Wednesday 27 May, 2020

PJ Patterson to undergo surgery to fix fractured hip, knee

PJ Patterson

PJ Patterson

Former Prime Minister PJ Patterson is scheduled to undergo surgery on Wednesday to correct damage done to his right knee and hip in a motor vehicle crash at his St Andrew home Monday evening.

Patterson, 84, was rushed to the Tony Thwaites Wing of the University Hospital of the West Indies (UHWI) following the incident and was evaluated overnight by a medical team which determined his injuries.

The former prime minister suffered fractures to both his right knee and hip.

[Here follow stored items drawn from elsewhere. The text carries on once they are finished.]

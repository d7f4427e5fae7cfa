//! CLI command implementations
//!
//! Each submodule implements a specific CLI command.

use clap::Args;
use pricer_models::analytical::EuropeanOption;
use pricer_models::instruments::OptionType;

use crate::Result;

pub mod greeks;
pub mod parity;
pub mod price;
pub mod sweep;

/// Contract parameters shared by the single-option commands.
///
/// Defaults describe the call of the classic convergence study.
#[derive(Args, Debug, Clone)]
pub struct OptionArgs {
    /// Option type (call or put)
    #[arg(short = 't', long = "type", default_value = "call", value_parser = parse_option_type)]
    pub kind: OptionType,

    /// Time to maturity in years
    #[arg(short = 'T', long, default_value_t = 0.25)]
    pub maturity: f64,

    /// Strike price
    #[arg(short = 'K', long, default_value_t = 65.0)]
    pub strike: f64,

    /// Spot price of the underlying
    #[arg(short = 'S', long, default_value_t = 60.0)]
    pub spot: f64,

    /// Risk-free rate
    #[arg(short = 'r', long, default_value_t = 0.08)]
    pub rate: f64,

    /// Volatility
    #[arg(short = 'v', long, default_value_t = 0.3)]
    pub volatility: f64,

    /// Cost of carry (defaults to the rate)
    #[arg(short = 'b', long)]
    pub cost_of_carry: Option<f64>,

    /// Reporting id
    #[arg(long, default_value_t = 1)]
    pub id: i32,
}

fn parse_option_type(s: &str) -> std::result::Result<OptionType, String> {
    s.parse::<OptionType>().map_err(|e| e.to_string())
}

impl OptionArgs {
    /// Builds the option and checks it lies inside the model's domain.
    pub fn to_option(&self) -> Result<EuropeanOption> {
        let mut option = EuropeanOption::new(
            self.kind,
            self.maturity,
            self.strike,
            self.spot,
            self.rate,
            self.volatility,
        )
        .with_id(self.id);
        if let Some(carry) = self.cost_of_carry {
            option = option.with_cost_of_carry(carry);
        }
        option.contract().validate()?;
        Ok(option)
    }
}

The country’s longest-serving prime minister has been visited in hospital by Dr Peter Phillips, the Opposition Leader and President of the People’s National Party (PNP); Minister of Health, Dr Christopher Tufton; and Minister with responsibility for Education, Youth, and Information, Karl Samuda, according to the PNP in a statement.

Phillips, in the statement, wished Patterson a speedy and complete recovery.

“On behalf of the leadership, members and supporters, we are all saddened by the news, but heartened because it could have been worse, but for the grace of God,” Phillips stated.

Phillips also noted that although the former prime minister was still undergoing medical examination, the expectation is that he will shortly be well and able to resume his normal activities in good time.

Meanwhile, the PNP has informed that Dr Kenneth Vaughn, Consultant Orthopedic Surgeon at the UHWI, who is leading the medical team, has indicated that they expect the former prime minister to make a full recovery with the appropriate medical treatment.

In the meantime, the House of Representatives was a short while ago updated on Patterson’s condition and wished him a speedy and full recovery.

His family has also expressed sincere appreciation for the many expressions of best wishes which have been pouring in from many Jamaicans to the hospital centre.

Patterson served as Prime Minister of Jamaica from 1992 until 2005 when he retired from politics.